[Stored dataset items]
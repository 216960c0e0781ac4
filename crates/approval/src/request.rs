//! Approval requests and their decision lifecycle.

use chrono::{DateTime, Utc};
use serde::{Deserialize, Serialize};
use serde_json::{Value as JsonValue, json};

use gstflow_core::{
    DomainError, DomainResult, Entity, ExceptionId, GstRate, NormalizedRecord, RecordOverrides,
    RequestId, RunId, StateCode,
};
use gstflow_exceptions::{Exception, RequestType, Severity};

/// Request lifecycle.
///
/// ```text
/// New ──rules──▶ Approved | Rejected | Escalated | Pending
/// Pending ──human──▶ Approved | Rejected | Escalated
/// Escalated ──human──▶ Approved | Rejected
/// ```
/// `Approved` and `Rejected` are terminal.
#[derive(Debug, Clone, Copy, PartialEq, Eq, Hash, Serialize, Deserialize)]
#[serde(rename_all = "lowercase")]
pub enum ApprovalStatus {
    New,
    Pending,
    Approved,
    Rejected,
    Escalated,
}

impl ApprovalStatus {
    pub fn can_transition_to(self, to: ApprovalStatus) -> bool {
        use ApprovalStatus::*;
        matches!(
            (self, to),
            (New, Pending)
                | (New, Approved)
                | (New, Rejected)
                | (New, Escalated)
                | (Pending, Approved)
                | (Pending, Rejected)
                | (Pending, Escalated)
                | (Escalated, Approved)
                | (Escalated, Rejected)
        )
    }

    pub fn is_decided(self) -> bool {
        matches!(self, ApprovalStatus::Approved | ApprovalStatus::Rejected)
    }

    /// Waiting on someone: blocks the run.
    pub fn is_open(self) -> bool {
        matches!(self, ApprovalStatus::Pending | ApprovalStatus::Escalated)
    }
}

#[derive(Debug, Clone, Copy, PartialEq, Eq, Hash, PartialOrd, Ord, Serialize, Deserialize)]
#[serde(rename_all = "lowercase")]
pub enum Priority {
    Low,
    Medium,
    High,
    Urgent,
}

impl Priority {
    pub fn from_severity(severity: Severity) -> Self {
        match severity {
            Severity::Info => Priority::Low,
            Severity::Warning => Priority::Medium,
            Severity::Error => Priority::High,
            Severity::Critical => Priority::Urgent,
        }
    }

    pub fn raised(self) -> Self {
        match self {
            Priority::Low => Priority::Medium,
            Priority::Medium => Priority::High,
            Priority::High | Priority::Urgent => Priority::Urgent,
        }
    }
}

/// Who made a decision.
#[derive(Debug, Clone, PartialEq, Eq, Serialize, Deserialize)]
#[serde(tag = "kind", rename_all = "snake_case")]
pub enum Actor {
    /// An auto-resolution rule.
    System { rule_id: String },
    Human { name: String },
}

impl Actor {
    pub fn human(name: impl Into<String>) -> Self {
        Actor::Human { name: name.into() }
    }

    pub fn rule(rule_id: impl Into<String>) -> Self {
        Actor::System {
            rule_id: rule_id.into(),
        }
    }

    pub fn is_system(&self) -> bool {
        matches!(self, Actor::System { .. })
    }
}

impl core::fmt::Display for Actor {
    fn fmt(&self, f: &mut core::fmt::Formatter<'_>) -> core::fmt::Result {
        match self {
            Actor::System { rule_id } => write!(f, "system:{rule_id}"),
            Actor::Human { name } => f.write_str(name),
        }
    }
}

#[derive(Debug, Clone, PartialEq, Eq, Serialize, Deserialize)]
#[serde(tag = "outcome", rename_all = "snake_case")]
pub enum Outcome {
    Approve {
        #[serde(default)]
        overrides: RecordOverrides,
    },
    Reject,
    Escalate,
}

impl Outcome {
    pub fn approve() -> Self {
        Outcome::Approve {
            overrides: RecordOverrides::default(),
        }
    }

    pub fn approve_with(overrides: RecordOverrides) -> Self {
        Outcome::Approve { overrides }
    }

    fn target(&self) -> ApprovalStatus {
        match self {
            Outcome::Approve { .. } => ApprovalStatus::Approved,
            Outcome::Reject => ApprovalStatus::Rejected,
            Outcome::Escalate => ApprovalStatus::Escalated,
        }
    }
}

#[derive(Debug, Clone, PartialEq, Eq, Serialize, Deserialize)]
pub struct Decision {
    pub outcome: Outcome,
    pub actor: Actor,
    pub notes: Option<String>,
    pub decided_at: DateTime<Utc>,
}

impl Decision {
    pub fn new(outcome: Outcome, actor: Actor, notes: Option<String>) -> Self {
        Self {
            outcome,
            actor,
            notes,
            decided_at: Utc::now(),
        }
    }
}

#[derive(Debug, Clone, PartialEq, Serialize, Deserialize)]
pub struct ApprovalRequest {
    id: RequestId,
    run_id: RunId,
    request_type: RequestType,
    record_id: String,
    payload: JsonValue,
    context: JsonValue,
    priority: Priority,
    status: ApprovalStatus,
    exception_ids: Vec<ExceptionId>,
    decisions: Vec<Decision>,
    created_at: DateTime<Utc>,
}

impl ApprovalRequest {
    /// Identifier of the request raised for an exception.
    pub fn id_for(exception_id: &ExceptionId) -> RequestId {
        RequestId::derive(&[&exception_id.to_string()])
    }

    /// Open a `New` request for an approval-routed exception.
    ///
    /// The payload carries the exception details and, when known, the record
    /// as it stood when the exception was raised.
    pub fn for_exception(
        exception: &Exception,
        record: Option<&NormalizedRecord>,
        created_at: DateTime<Utc>,
    ) -> DomainResult<Self> {
        let request_type = exception.request_type().ok_or_else(|| {
            DomainError::validation(format!(
                "{} does not route to approval",
                exception.error_code()
            ))
        })?;

        let mut payload = serde_json::to_value(record)
            .map_err(|e| DomainError::invariant(format!("record is not serializable: {e}")))?;
        if let JsonValue::Object(map) = &mut payload {
            map.insert("details".into(), exception.details().clone());
        } else {
            payload = json!({ "details": exception.details() });
        }

        let context = json!({
            "error_code": exception.error_code(),
            "severity": exception.severity(),
            "message": exception.message(),
            "record_type": exception.record_type(),
        });

        Ok(Self {
            id: Self::id_for(exception.id()),
            run_id: exception.run_id(),
            request_type,
            record_id: exception.record_id().to_string(),
            payload,
            context,
            priority: Priority::from_severity(exception.severity()),
            status: ApprovalStatus::New,
            exception_ids: vec![*exception.id()],
            decisions: Vec::new(),
            created_at,
        })
    }

    pub fn run_id(&self) -> RunId {
        self.run_id
    }

    pub fn request_type(&self) -> RequestType {
        self.request_type
    }

    pub fn record_id(&self) -> &str {
        &self.record_id
    }

    pub fn payload(&self) -> &JsonValue {
        &self.payload
    }

    pub fn context(&self) -> &JsonValue {
        &self.context
    }

    pub fn priority(&self) -> Priority {
        self.priority
    }

    pub fn status(&self) -> ApprovalStatus {
        self.status
    }

    pub fn exception_ids(&self) -> &[ExceptionId] {
        &self.exception_ids
    }

    pub fn decisions(&self) -> &[Decision] {
        &self.decisions
    }

    pub fn created_at(&self) -> DateTime<Utc> {
        self.created_at
    }

    /// The decision that closed the request, if any.
    pub fn final_decision(&self) -> Option<&Decision> {
        if self.status.is_decided() {
            self.decisions.last()
        } else {
            None
        }
    }

    /// Corrections to apply to the record once approved.
    pub fn approved_overrides(&self) -> Option<&RecordOverrides> {
        match self.final_decision().map(|d| &d.outcome) {
            Some(Outcome::Approve { overrides }) => Some(overrides),
            _ => None,
        }
    }

    /// Decided by a rule rather than a person.
    pub fn auto_decided(&self) -> bool {
        self.decisions.first().is_some_and(|d| d.actor.is_system())
            && self.decisions.iter().all(|d| d.actor.is_system())
            && self.status != ApprovalStatus::Pending
    }

    /// Rule facts: the flattened view conditions are evaluated against.
    pub fn facts(&self) -> JsonValue {
        json!({
            "request_type": self.request_type,
            "priority": self.priority,
            "record_id": self.record_id,
            "error_code": self.context.get("error_code"),
            "severity": self.context.get("severity"),
            "channel": self.payload.get("channel"),
            "payload": self.payload,
        })
    }

    /// Nobody decided; wait for a human.
    pub fn mark_pending(&mut self) -> DomainResult<()> {
        self.move_to(ApprovalStatus::Pending)
    }

    /// Apply a decision along the transition table.
    ///
    /// Approvals must carry the correction their request type needs, and any
    /// correction they carry must itself be valid.
    pub fn apply(&mut self, decision: Decision) -> DomainResult<()> {
        let target = decision.outcome.target();
        if !self.status.can_transition_to(target) {
            return Err(DomainError::illegal_transition("approval request", self.status, target));
        }
        if let Outcome::Approve { overrides } = &decision.outcome {
            validate_overrides(self.request_type, overrides)?;
        }
        if target == ApprovalStatus::Escalated {
            self.priority = self.priority.raised();
        }
        self.status = target;
        self.decisions.push(decision);
        Ok(())
    }

    fn move_to(&mut self, to: ApprovalStatus) -> DomainResult<()> {
        if !self.status.can_transition_to(to) {
            return Err(DomainError::illegal_transition("approval request", self.status, to));
        }
        self.status = to;
        Ok(())
    }
}

impl Entity for ApprovalRequest {
    type Id = RequestId;

    fn id(&self) -> &Self::Id {
        &self.id
    }
}

fn validate_overrides(request_type: RequestType, overrides: &RecordOverrides) -> DomainResult<()> {
    if let Some(rate) = overrides.gst_rate {
        GstRate::try_new(rate)?;
    }
    if let Some(state) = &overrides.state_code {
        if StateCode::classify(state).is_none() {
            return Err(DomainError::validation(format!("override state '{state}' is not classifiable")));
        }
    }

    let provided = match request_type {
        RequestType::ItemMapping => present(overrides.fg_name.as_deref()),
        RequestType::LedgerMapping => present(overrides.ledger_name.as_deref()),
        RequestType::JurisdictionMapping => overrides.state_code.is_some(),
        RequestType::GstRateOverride => overrides.gst_rate.is_some(),
        RequestType::DataCorrection => true,
    };
    if !provided {
        return Err(DomainError::validation(format!(
            "approving a {} request requires the corrected value",
            request_type.as_str()
        )));
    }
    Ok(())
}

fn present(value: Option<&str>) -> bool {
    value.is_some_and(|v| !v.trim().is_empty())
}

#[cfg(test)]
mod tests {
    use super::*;
    use gstflow_core::{Channel, Gstin, Month, TransactionId};
    use gstflow_exceptions::{ErrorCode, Finding, RecordType};
    use rust_decimal_macros::dec;

    fn record() -> NormalizedRecord {
        let mut r = NormalizedRecord::new(
            TransactionId::new("408-1").unwrap(),
            Channel::AmazonMtr,
            Gstin::parse("33ABCDE1234F1Z5").unwrap(),
            Month::parse("2024-04").unwrap(),
        );
        r.taxable_value = Some(dec!(250));
        r
    }

    fn request(code: ErrorCode) -> ApprovalRequest {
        let finding = Finding::new(code, RecordType::Transaction, "408-1", "test");
        let exception = Exception::raise(RunId::new(), finding, Utc::now());
        ApprovalRequest::for_exception(&exception, Some(&record()), Utc::now()).unwrap()
    }

    #[test]
    fn request_mirrors_its_exception() {
        let req = request(ErrorCode::MissingLedger);
        assert_eq!(req.status(), ApprovalStatus::New);
        assert_eq!(req.request_type(), RequestType::LedgerMapping);
        assert_eq!(req.priority(), Priority::Medium);
        assert_eq!(req.exception_ids().len(), 1);
        assert_eq!(req.id(), &ApprovalRequest::id_for(&req.exception_ids()[0]));
        assert_eq!(req.payload()["transaction_id"], "408-1");
        assert_eq!(req.facts()["error_code"], "LED-001");
        assert_eq!(req.facts()["channel"], "amazon_mtr");
    }

    #[test]
    fn non_routed_exceptions_cannot_open_requests() {
        let finding = Finding::new(ErrorCode::MissingData, RecordType::Transaction, "x", "gap");
        let exception = Exception::raise(RunId::new(), finding, Utc::now());
        assert!(ApprovalRequest::for_exception(&exception, None, Utc::now()).is_err());
    }

    #[test]
    fn decided_requests_are_immutable() {
        let mut req = request(ErrorCode::ZeroQuantity);
        req.mark_pending().unwrap();
        req.apply(Decision::new(Outcome::Reject, Actor::human("asha"), None))
            .unwrap();
        assert_eq!(req.status(), ApprovalStatus::Rejected);

        for outcome in [Outcome::approve(), Outcome::Reject, Outcome::Escalate] {
            let err = req
                .apply(Decision::new(outcome, Actor::human("ravi"), None))
                .unwrap_err();
            assert!(matches!(err, DomainError::IllegalTransition { .. }));
        }
        assert_eq!(req.decisions().len(), 1);
    }

    #[test]
    fn escalation_raises_priority_then_allows_a_decision() {
        let mut req = request(ErrorCode::ZeroQuantity);
        req.mark_pending().unwrap();
        req.apply(Decision::new(Outcome::Escalate, Actor::human("asha"), None))
            .unwrap();
        assert_eq!(req.priority(), Priority::High);
        assert!(req.status().is_open());

        assert!(req
            .apply(Decision::new(Outcome::Escalate, Actor::human("asha"), None))
            .is_err());
        req.apply(Decision::new(Outcome::approve(), Actor::human("cfo"), None))
            .unwrap();
        assert!(req.status().is_decided());
        assert_eq!(req.approved_overrides(), Some(&RecordOverrides::default()));
    }

    #[test]
    fn approvals_must_carry_the_needed_correction() {
        let mut req = request(ErrorCode::MissingLedger);
        req.mark_pending().unwrap();
        let err = req
            .apply(Decision::new(Outcome::approve(), Actor::human("asha"), None))
            .unwrap_err();
        assert!(matches!(err, DomainError::Validation(_)));
        assert_eq!(req.status(), ApprovalStatus::Pending);

        let fix = RecordOverrides {
            ledger_name: Some("Amazon Sales TN".into()),
            ..RecordOverrides::default()
        };
        req.apply(Decision::new(Outcome::approve_with(fix.clone()), Actor::human("asha"), None))
            .unwrap();
        assert_eq!(req.approved_overrides(), Some(&fix));
    }

    #[test]
    fn rate_overrides_must_be_allowed_slabs() {
        let mut req = request(ErrorCode::InvalidGstRate);
        req.mark_pending().unwrap();
        let bad = RecordOverrides {
            gst_rate: Some(dec!(0.15)),
            ..RecordOverrides::default()
        };
        assert!(req
            .apply(Decision::new(Outcome::approve_with(bad), Actor::human("asha"), None))
            .is_err());
    }

    #[test]
    fn auto_decisions_are_attributed_to_rules() {
        let mut req = request(ErrorCode::ZeroQuantity);
        req.apply(Decision::new(Outcome::Reject, Actor::rule("reject-empty"), None))
            .unwrap();
        assert!(req.auto_decided());
        assert_eq!(req.final_decision().unwrap().actor.to_string(), "system:reject-empty");
    }
}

## Exercise aim
Using the data above, return every line that contains the string "RequestId".

## Task result
    RequestId, RunId, StateCode,
    id: RequestId,
    pub fn id_for(exception_id: &ExceptionId) -> RequestId {
        RequestId::derive(&[&exception_id.to_string()])
    type Id = RequestId;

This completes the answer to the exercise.